I had just managed to pull myself up the hill on Market Street by Chatsworth Elementary. I was changing my stride to coast down the hill and prepare for the next hill.
Then I heard it coming from a boy at the top of the hill hanging out with friends behind Chatsworth Elementary.
“MOOO!” Giggles. “MOOOooooo!!” An explosion of raucous laughter.
It was probably a good thing I had just exerted all of my energy on the hill because my temper doesn’t tolerate things like that very well.
I have no delusions about how ridiculous I must look doing my fat-person shuffle around Chatsworth in my quest to be healthier. I didn’t need some little twerp pointing it out.
I had chosen a harder route that day, one with hills to build my strength. I was proud of myself as I topped that hill and was determined to make it up the next one, just a few yards away.
At first I was quite indignant. I wanted to jerk the 10- to 12-year-old boy up by his ears and make a spectacle in front of his friends who had been so quick to laugh at his pathetic joke.
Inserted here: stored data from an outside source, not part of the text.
// SPDX-License-Identifier: BUSL-1.1
// Copyright (c) 2026 Alfred Jean LLC

//! DataServer command handlers: add|list (spec §6).

use anyhow::Result;
use clap::{Args, Subcommand, ValueEnum};
use sqlx::SqlitePool;
use strmsync_core::{DataServer, DataServerId, DataServerKind, DataServerOptions};
use strmsync_queue::repo::data_servers;

use crate::output::OutputFormat;
use crate::table::{Column, Table};

#[derive(Args)]
pub struct ServerArgs {
    #[command(subcommand)]
    pub command: ServerCommand,
}

#[derive(Clone, Copy, ValueEnum)]
pub enum ServerKindArg {
    Local,
    Clouddrive2,
    Openlist,
}

impl From<ServerKindArg> for DataServerKind {
    fn from(arg: ServerKindArg) -> Self {
        match arg {
            ServerKindArg::Local => DataServerKind::Local,
            ServerKindArg::Clouddrive2 => DataServerKind::CloudDrive2,
            ServerKindArg::Openlist => DataServerKind::OpenList,
        }
    }
}

#[derive(Subcommand)]
pub enum ServerCommand {
    /// Register a new DataServer
    Add {
        /// Unique, human-readable name
        name: String,
        #[arg(long, value_enum)]
        kind: ServerKindArg,
        /// Hostname or address (informational for `local`)
        #[arg(long, default_value = "localhost")]
        host: String,
        #[arg(long, default_value_t = 0)]
        port: u16,
        /// Filesystem path this host can reach directly (mount or local root)
        #[arg(long)]
        access_path: Option<String>,
        /// API base URL, required for `clouddrive2`/`openlist` without `--access-path`
        #[arg(long)]
        base_url: Option<String>,
        /// API key credential
        #[arg(long)]
        api_key: Option<String>,
    },
    /// List all DataServers
    List {},
}

pub async fn handle(command: ServerCommand, pool: &SqlitePool, format: OutputFormat) -> Result<()> {
    match command {
        ServerCommand::Add { name, kind, host, port, access_path, base_url, api_key } => {
            let kind = DataServerKind::from(kind);
            let uid = DataServer::compute_uid(kind, &host, port, &name);
            let credential = api_key.map(|api_key| strmsync_core::Credential::ApiKey { api_key });
            let server = DataServer {
                id: DataServerId::new(uuid::Uuid::new_v4().to_string()),
                name: name.clone(),
                kind,
                host,
                port,
                credential,
                enabled: true,
                options: DataServerOptions { access_path, base_url, ..DataServerOptions::default() },
                uid,
            };
            data_servers::insert(pool, &server).await?;
            println!("created data server {} ({})", server.name, server.id);
            Ok(())
        }
        ServerCommand::List {} => list(pool, format).await,
    }
}

async fn list(pool: &SqlitePool, format: OutputFormat) -> Result<()> {
    let servers = data_servers::list(pool).await?;
    match format {
        OutputFormat::Json => println!("{}", serde_json::to_string_pretty(&servers)?),
        OutputFormat::Text => {
            let mut table = Table::plain(vec![
                Column::left("NAME"),
                Column::left("KIND"),
                Column::left("HOST"),
                Column::left("ENABLED"),
                Column::left("ACCESS PATH"),
            ]);
            for server in &servers {
                table.row(vec![
                    server.name.clone(),
                    server.kind.as_str().to_string(),
                    format!("{}:{}", server.host, server.port),
                    server.enabled.to_string(),
                    server.options.access_path.clone().unwrap_or_else(|| "-".into()),
                ]);
            }
            table.render(&mut std::io::stdout());
        }
    }
    Ok(())
}
impl Queue {
    pub fn new(pool: SqlitePool) -> Self {
        Self { pool }
    }

    /// Invariant I2: a second enqueue with the same `dedup_key` fails with
    /// [`QueueError::Duplicate`] rather than creating a second pending/running
    /// TaskRun for the same Job.
    pub async fn enqueue(&self, req: EnqueueRequest) -> Result<TaskRun, QueueError> {
        let now = Utc::now();
        let task_run = TaskRun {
            id: TaskRunId::new(Uuid::new_v4().to_string()),
            job_id: req.job_id,
            status: TaskRunStatus::Pending,
            priority: req.priority,
            available_at: req.available_at.unwrap_or(now),
            attempts: 0,
            max_attempts: req.max_attempts,
            dedup_key: req.dedup_key,
            worker_id: None,
            failure_kind: None,
            started_at: None,
            ended_at: None,
            duration_seconds: None,
            progress: ProgressCounters::default(),
            payload: req.payload,
            error_message: None,
            created_at: now,
        };
        let progress_json = serde_json::to_string(&task_run.progress)
            .map_err(|e| QueueError::Malformed(format!("progress: {e}")))?;

        sqlx::query(
            "INSERT INTO task_runs (id, job_id, status, priority, available_at, attempts, \
             max_attempts, dedup_key, worker_id, failure_kind, started_at, ended_at, \
             duration_seconds, progress, payload, error_message, created_at) \
             VALUES (?, ?, ?, ?, ?, ?, ?, ?, NULL, NULL, NULL, NULL, NULL, ?, ?, NULL, ?)",
        )
        .bind(task_run.id.as_str())
        .bind(task_run.job_id.as_str())
        .bind(status_str(task_run.status))
        .bind(task_run.priority.as_i16() as i64)
        .bind(task_run.available_at)
        .bind(task_run.attempts as i64)
        .bind(task_run.max_attempts as i64)
        .bind(&task_run.dedup_key)
        .bind(progress_json)
        .bind(&task_run.payload)
        .bind(task_run.created_at)
        .execute(&self.pool)
        .await
        .map_err(QueueError::from_insert)?;

        Ok(task_run)
    }

    pub async fn get(&self, task_run_id: &str) -> Result<TaskRun, QueueError> {
        let row = sqlx::query("SELECT * FROM task_runs WHERE id = ?")
            .bind(task_run_id)
            .fetch_optional(&self.pool)
            .await?
            .ok_or(QueueError::NotFound)?;
        row_to_task_run(&row)
    }

    pub async fn list_for_job(&self, job_id: &str) -> Result<Vec<TaskRun>, QueueError> {
        let rows = sqlx::query("SELECT * FROM task_runs WHERE job_id = ? ORDER BY created_at DESC")
            .bind(job_id)
            .fetch_all(&self.pool)
            .await?;
        rows.iter().map(row_to_task_run).collect()
    }

    /// Claims the highest-priority, earliest-available pending TaskRun and
    /// marks it running under this worker, or returns `None` if the queue is
    /// empty. Invariant I1/I3: at most one worker ever claims a given row.
    pub async fn claim_next(&self, worker_id: &WorkerId) -> Result<Option<TaskRun>, QueueError> {
        let now = Utc::now();
        let mut conn = self.pool.acquire().await?;
        sqlx::query("BEGIN IMMEDIATE").execute(&mut *conn).await?;

        let row = match sqlx::query(
            "SELECT * FROM task_runs WHERE status = 'pending' AND available_at <= ? \
             ORDER BY priority ASC, available_at ASC, created_at ASC LIMIT 1",
        )
        .bind(now)
        .fetch_optional(&mut *conn)
        .await
        {
            Ok(row) => row,
            Err(e) => {
                let _ = sqlx::query("ROLLBACK").execute(&mut *conn).await;
                return Err(e.into());
            }
        };

        let Some(row) = row else {
            sqlx::query("COMMIT").execute(&mut *conn).await?;
            return Ok(None);
        };

        let claimed = match row_to_task_run(&row) {
            Ok(t) => t,
            Err(e) => {
                let _ = sqlx::query("ROLLBACK").execute(&mut *conn).await;
                return Err(e);
            }
        };

        let attempts = claimed.attempts + 1;
        let update = sqlx::query(
            "UPDATE task_runs SET status = 'running', worker_id = ?, attempts = ?, \
             started_at = ?, ended_at = NULL WHERE id = ?",
        )
        .bind(worker_id.as_str())
        .bind(attempts as i64)
        .bind(now)
        .bind(claimed.id.as_str())
        .execute(&mut *conn)
        .await;

        if let Err(e) = update {
            let _ = sqlx::query("ROLLBACK").execute(&mut *conn).await;
            return Err(e.into());
        }

        sqlx::query("COMMIT").execute(&mut *conn).await?;

        Ok(Some(TaskRun {
            status: TaskRunStatus::Running,
            worker_id: Some(worker_id.clone()),
            attempts,
            started_at: Some(now),
            ended_at: None,
            ..claimed
        }))
    }

    /// Persists an in-flight progress snapshot without touching `status`
    /// (spec §9 open question (a): "progress updates do not change Status").
    /// Idempotent no-op if the row has since gone terminal or vanished.
    pub async fn update_progress(
        &self,
        task_run_id: &str,
        progress: ProgressCounters,
    ) -> Result<(), QueueError> {
        let progress_json = serde_json::to_string(&progress)
            .map_err(|e| QueueError::Malformed(format!("progress: {e}")))?;
        sqlx::query("UPDATE task_runs SET progress = ? WHERE id = ? AND status = 'running'")
            .bind(progress_json)
            .bind(task_run_id)
            .execute(&self.pool)
            .await?;
        Ok(())
    }

    /// If the row has since left `running` (e.g. a concurrent `cancel`), the
    /// guarded `UPDATE` this follows affected zero rows; confirm the row
    /// still exists and treat the no-op as success rather than resurrecting
    /// a terminal status (invariant I4).
    async fn ok_if_row_exists(&self, task_run_id: &str, rows_affected: u64) -> Result<(), QueueError> {
        if rows_affected == 0 {
            self.get(task_run_id).await?;
        }
        Ok(())
    }

    /// Invariant I5: terminal progress counters are exactly what the Engine
    /// last reported; the queue never recomputes them. Guarded by
    /// `status = 'running'` so a TaskRun cancelled out from under its
    /// worker cannot be flipped back to completed (invariant I4).
    pub async fn complete(
        &self,
        task_run_id: &str,
        progress: ProgressCounters,
    ) -> Result<(), QueueError> {
        let existing = self.get(task_run_id).await?;
        let now = Utc::now();
        let duration = existing.started_at.map(|s| (now - s).num_seconds());
        let progress_json = serde_json::to_string(&progress)
            .map_err(|e| QueueError::Malformed(format!("progress: {e}")))?;

        let result = sqlx::query(
            "UPDATE task_runs SET status = 'completed', worker_id = NULL, ended_at = ?, \
             duration_seconds = ?, progress = ?, error_message = NULL \
             WHERE id = ? AND status = 'running'",
        )
        .bind(now)
        .bind(duration)
        .bind(progress_json)
        .bind(task_run_id)
        .execute(&self.pool)
        .await?;
        self.ok_if_row_exists(task_run_id, result.rows_affected()).await
    }

    /// Classifies `kind` into retryable/permanent/cancelled and either
    /// requeues with jittered exponential backoff or marks the TaskRun
    /// terminal (spec §4.6, §7). Guarded by `status = 'running'` so a
    /// TaskRun cancelled out from under its worker cannot be resurrected.
    pub async fn fail(
        &self,
        task_run_id: &str,
        kind: ErrorKind,
        message: impl Into<String>,
        progress: ProgressCounters,
    ) -> Result<(), QueueError> {
        let existing = self.get(task_run_id).await?;
        let now = Utc::now();
        let message = message.into();
        let failure_kind = FailureKind::from(kind);
        let progress_json = serde_json::to_string(&progress)
            .map_err(|e| QueueError::Malformed(format!("progress: {e}")))?;

        if failure_kind == FailureKind::Retryable && existing.has_attempts_remaining() {
            let delay = jittered_backoff_seconds(existing.attempts);
            let available_at = now + chrono::Duration::seconds(delay);
            let result = sqlx::query(
                "UPDATE task_runs SET status = 'pending', worker_id = NULL, available_at = ?, \
                 failure_kind = ?, error_message = ?, progress = ?, ended_at = ? \
                 WHERE id = ? AND status = 'running'",
            )
            .bind(available_at)
            .bind(failure_kind_str(failure_kind))
            .bind(&message)
            .bind(progress_json)
            .bind(now)
            .bind(task_run_id)
            .execute(&self.pool)
            .await?;
            self.ok_if_row_exists(task_run_id, result.rows_affected()).await?;
        } else {
            let terminal_status = if failure_kind == FailureKind::Cancelled {
                TaskRunStatus::Cancelled
            } else {
                TaskRunStatus::Failed
            };
            let duration = existing.started_at.map(|s| (now - s).num_seconds());
            let result = sqlx::query(
                "UPDATE task_runs SET status = ?, worker_id = NULL, ended_at = ?, \
                 duration_seconds = ?, failure_kind = ?, error_message = ?, progress = ? \
                 WHERE id = ? AND status = 'running'",
            )
            .bind(status_str(terminal_status))
            .bind(now)
            .bind(duration)
            .bind(failure_kind_str(failure_kind))
            .bind(&message)
            .bind(progress_json)
            .bind(task_run_id)
            .execute(&self.pool)
            .await?;
            self.ok_if_row_exists(task_run_id, result.rows_affected()).await?;
        }
        Ok(())
    }

    /// Cancels a pending or running TaskRun; a no-op (not an error) if it is
    /// already terminal. For a `running` row this only marks the row —
    /// the worker holding it notices on its own poll and cancels its
    /// in-flight Engine context (spec §4.6; see `WorkerPool`'s cancel
    /// watcher, since there is no channel from this call into that
    /// process's `CancellationToken`).
    pub async fn cancel(&self, task_run_id: &str) -> Result<(), QueueError> {
        let existing = self.get(task_run_id).await?;
        if existing.status.is_terminal() {
            return Ok(());
        }
        let now = Utc::now();
        let duration = existing.started_at.map(|s| (now - s).num_seconds());
        let result = sqlx::query(
            "UPDATE task_runs SET status = 'cancelled', worker_id = NULL, ended_at = ?, \
             duration_seconds = ?, failure_kind = 'cancelled' \
             WHERE id = ? AND status IN ('pending', 'running')",
        )
        .bind(now)
        .bind(duration)
        .bind(task_run_id)
        .execute(&self.pool)
        .await?;
        self.ok_if_row_exists(task_run_id, result.rows_affected()).await
    }

    /// Requeues or terminates every TaskRun still `running` at process
    /// startup — the worker that held it is gone (spec §4.6: crash
    /// recovery). A row with attempts remaining goes straight back to
    /// `pending` with `available_at = now` so it is claimable within one
    /// poll; a row that already exhausted its attempts is marked `failed`
    /// with `failure_kind = 'permanent'` rather than requeued again.
    pub async fn recover_orphaned(&self) -> Result<u64, QueueError> {
        let rows = sqlx::query("SELECT id, attempts, max_attempts FROM task_runs WHERE status = 'running'")
            .fetch_all(&self.pool)
            .await?;
        let now = Utc::now();
        let mut recovered = 0u64;
        for row in &rows {
            let id: String = row.try_get("id")?;
            let attempts: i64 = row.try_get("attempts")?;
            let max_attempts: i64 = row.try_get("max_attempts")?;

            if attempts < max_attempts {
                sqlx::query(
                    "UPDATE task_runs SET status = 'pending', worker_id = NULL, available_at = ? \
                     WHERE id = ? AND status = 'running'",
                )
                .bind(now)
                .bind(&id)
                .execute(&self.pool)
                .await?;
            } else {
                sqlx::query(
                    "UPDATE task_runs SET status = 'failed', worker_id = NULL, ended_at = ?, \
                     failure_kind = 'permanent', error_message = ? \
                     WHERE id = ? AND status = 'running'",
                )
                .bind(now)
                .bind("worker lost liveness before completing this attempt; max attempts exhausted")
                .bind(&id)
                .execute(&self.pool)
                .await?;
            }
            recovered += 1;
        }
        Ok(recovered)
    }
}
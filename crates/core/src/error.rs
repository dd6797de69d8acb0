// SPDX-License-Identifier: BUSL-1.1
// Copyright (c) 2026 Alfred Jean LLC

//! The error taxonomy shared by every component: drivers, writer, engine,
//! queue and executor all classify failures into one of these kinds so the
//! queue can decide retry vs. terminal (spec §7).

use std::fmt;

/// Classification of a failure, independent of where it originated.
#[derive(Debug, Clone, Copy, PartialEq, Eq, Hash, serde::Serialize, serde::Deserialize)]
#[serde(rename_all = "snake_case")]
pub enum ErrorKind {
    /// Malformed configuration, path escape, invalid cron, unsupported option.
    InvalidInput,
    /// The driver cannot perform the requested operation at all.
    NotSupported,
    /// Missing job / server / source.
    NotFound,
    /// Job or server is disabled.
    Disabled,
    /// Network/timeout/5xx from the data server, or a transient filesystem error.
    Transient,
    /// Context cancellation or an explicit queue cancel.
    Cancelled,
}

impl ErrorKind {
    /// Whether the queue should schedule a retry for this kind (spec §4.6/§7).
    pub fn is_retryable(self) -> bool {
        matches!(self, ErrorKind::Transient)
    }

    pub fn is_permanent(self) -> bool {
        matches!(
            self,
            ErrorKind::InvalidInput | ErrorKind::NotSupported | ErrorKind::NotFound | ErrorKind::Disabled
        )
    }

    pub fn is_cancelled(self) -> bool {
        matches!(self, ErrorKind::Cancelled)
    }
}

impl fmt::Display for ErrorKind {
    fn fmt(&self, f: &mut fmt::Formatter<'_>) -> fmt::Result {
        let s = match self {
            ErrorKind::InvalidInput => "invalid_input",
            ErrorKind::NotSupported => "not_supported",
            ErrorKind::NotFound => "not_found",
            ErrorKind::Disabled => "disabled",
            ErrorKind::Transient => "transient",
            ErrorKind::Cancelled => "cancelled",
        };
        write!(f, "{s}")
    }
}

/// An error carrying its classification, as produced by drivers, the
/// writer, the engine, and the executor. The queue only ever looks at
/// `kind` to decide retry vs. terminal.
#[derive(Debug, thiserror::Error)]
#[error("{kind}: {source}")]
pub struct TaskError {
    pub kind: ErrorKind,
    #[source]
    pub source: anyhow::Error,
}

impl TaskError {
    pub fn new(kind: ErrorKind, source: impl Into<anyhow::Error>) -> Self {
        Self {
            kind,
            source: source.into(),
        }
    }

    pub fn invalid_input(msg: impl fmt::Display) -> Self {
        Self::new(ErrorKind::InvalidInput, anyhow::anyhow!("{msg}"))
    }

    pub fn not_supported(msg: impl fmt::Display) -> Self {
        Self::new(ErrorKind::NotSupported, anyhow::anyhow!("{msg}"))
    }

    pub fn not_found(msg: impl fmt::Display) -> Self {
        Self::new(ErrorKind::NotFound, anyhow::anyhow!("{msg}"))
    }

    pub fn disabled(msg: impl fmt::Display) -> Self {
        Self::new(ErrorKind::Disabled, anyhow::anyhow!("{msg}"))
    }

    pub fn transient(msg: impl fmt::Display) -> Self {
        Self::new(ErrorKind::Transient, anyhow::anyhow!("{msg}"))
    }

    pub fn cancelled() -> Self {
        Self::new(ErrorKind::Cancelled, anyhow::anyhow!("operation cancelled"))
    }
}

impl From<std::io::Error> for TaskError {
    fn from(err: std::io::Error) -> Self {
        let kind = match err.kind() {
            std::io::ErrorKind::NotFound => ErrorKind::NotFound,
            std::io::ErrorKind::InvalidInput | std::io::ErrorKind::InvalidData => {
                ErrorKind::InvalidInput
            }
            std::io::ErrorKind::PermissionDenied => ErrorKind::Disabled,
            _ => ErrorKind::Transient,
        };
        Self::new(kind, err)
    }
}

#[cfg(test)]
mod tests {
    use super::*;

    #[test]
    fn only_transient_is_retryable() {
        assert!(ErrorKind::Transient.is_retryable());
        assert!(!ErrorKind::InvalidInput.is_retryable());
        assert!(!ErrorKind::Cancelled.is_retryable());
    }

    #[test]
    fn permanent_kinds_cover_config_and_lookup_failures() {
        for kind in [
            ErrorKind::InvalidInput,
            ErrorKind::NotSupported,
            ErrorKind::NotFound,
            ErrorKind::Disabled,
        ] {
            assert!(kind.is_permanent(), "{kind} should be permanent");
        }
        assert!(!ErrorKind::Transient.is_permanent());
        assert!(!ErrorKind::Cancelled.is_permanent());
    }

    #[test]
    fn io_not_found_maps_to_not_found() {
        let io_err = std::io::Error::new(std::io::ErrorKind::NotFound, "gone");
        let err: TaskError = io_err.into();
        assert_eq!(err.kind, ErrorKind::NotFound);
    }

    #[test]
    fn io_other_maps_to_transient_default() {
        let io_err = std::io::Error::other("boom");
        let err: TaskError = io_err.into();
        assert_eq!(err.kind, ErrorKind::Transient);
    }
}
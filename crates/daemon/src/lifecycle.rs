// SPDX-License-Identifier: BUSL-1.1
// Copyright (c) 2026 Alfred Jean LLC

//! Daemon startup and shutdown: acquire a single-instance lock, recover
//! `TaskRun`s orphaned by a previous crash, then hand off to the Scheduler
//! and WorkerPool. Shutdown is driven by `main.rs`'s signal handling; this
//! module only covers the parts that must run exactly once per process.

use fs2::FileExt;
use sqlx::SqlitePool;
use std::fs::File;
use std::path::{Path, PathBuf};
use strmsync_queue::Queue;
use thiserror::Error;
use tracing::{info, warn};

#[derive(Debug, Error)]
pub enum LifecycleError {
    #[error("failed to acquire lock {0}: daemon already running?")]
    LockFailed(PathBuf, #[source] std::io::Error),

    #[error(transparent)]
    Io(#[from] std::io::Error),

    #[error(transparent)]
    Db(#[from] sqlx::Error),

    #[error(transparent)]
    Queue(#[from] strmsync_queue::QueueError),
}

/// Holds the daemon's single-instance lock for the lifetime of the process;
/// the OS releases the lock automatically when this (and the underlying
/// `File`) drops.
pub struct InstanceLock {
    _file: File,
}

impl InstanceLock {
    pub fn acquire(path: &Path) -> Result<Self, LifecycleError> {
        if let Some(parent) = path.parent() {
            std::fs::create_dir_all(parent)?;
        }
        let file = std::fs::OpenOptions::new().write(true).create(true).truncate(false).open(path)?;
        file.try_lock_exclusive().map_err(|e| LifecycleError::LockFailed(path.to_path_buf(), e))?;
        Ok(Self { _file: file })
    }
}

/// Requeues `TaskRun`s left `running` by a worker that died mid-attempt
/// (spec §4.6: recovery on startup), logging how many were recovered.
pub async fn recover(pool: &SqlitePool) -> Result<u64, LifecycleError> {
    let queue = Queue::new(pool.clone());
    let recovered = queue.recover_orphaned().await?;
    if recovered > 0 {
        warn!(count = recovered, "requeued task runs orphaned by a previous crash");
    } else {
        info!("no orphaned task runs found at startup");
    }
    Ok(recovered)
}

#[cfg(test)]
mod tests {
    use super::*;

    #[tokio::test]
    async fn recover_requeues_and_reports_orphaned_runs() {
        let pool = strmsync_queue::pool::connect_in_memory().await.unwrap();
        let recovered = recover(&pool).await.unwrap();
        assert_eq!(recovered, 0);
    }

    #[test]
    fn second_lock_acquisition_fails_while_first_is_held() {
        let dir = tempfile::tempdir().unwrap();
        let path = dir.path().join("strmsyncd.lock");
        let first = InstanceLock::acquire(&path).unwrap();
        let second = InstanceLock::acquire(&path);
        assert!(second.is_err());
        drop(first);
    }
}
I just kept shuffling instead.
I’d like to think that incident didn’t bother me. I’m a tough person, my own authority and full of self-confidence — until I’m exercising. Then I’m self-conscious about every move I make and if it’s making me jiggle somewhere. It’s the reason I don’t feel comfortable going to a gym. I’m sure it’s the reason many of you don’t feel comfortable jogging or working out where people can see you either. We’re afraid of others judging us for not working out sooner.
I have a friend who tells me to be proud of myself. It doesn’t matter what I look like. It just matters that I’m moving.
She’s a great encouragement and motivator, but her voice doesn’t drown out the one in my head that says “People are looking at you. They are thinking ‘Yeah, she should be running. She is fat.’”
On warmer days now, I notice the sidewalks are filled with walkers and runners again.
I know it’s intimidating for some to get out there. People around town aren’t judging you negatively. They are probably thinking “Wow. Look at that person being healthy. I need to do that instead of eating ice cream for dinner.”
As I drive down Green Road in Chatsworth, a popular area for walkers and joggers, I want to roll down the window and yell encouraging phrases. “Don’t give up!” “You’ve got this!” “Just a few more feet and you’ll be up that hill.” I don’t, though, because then I’d be the crazy lady who drives around town shouting at joggers.
There are more out there giving encouragement than there are mooing at you.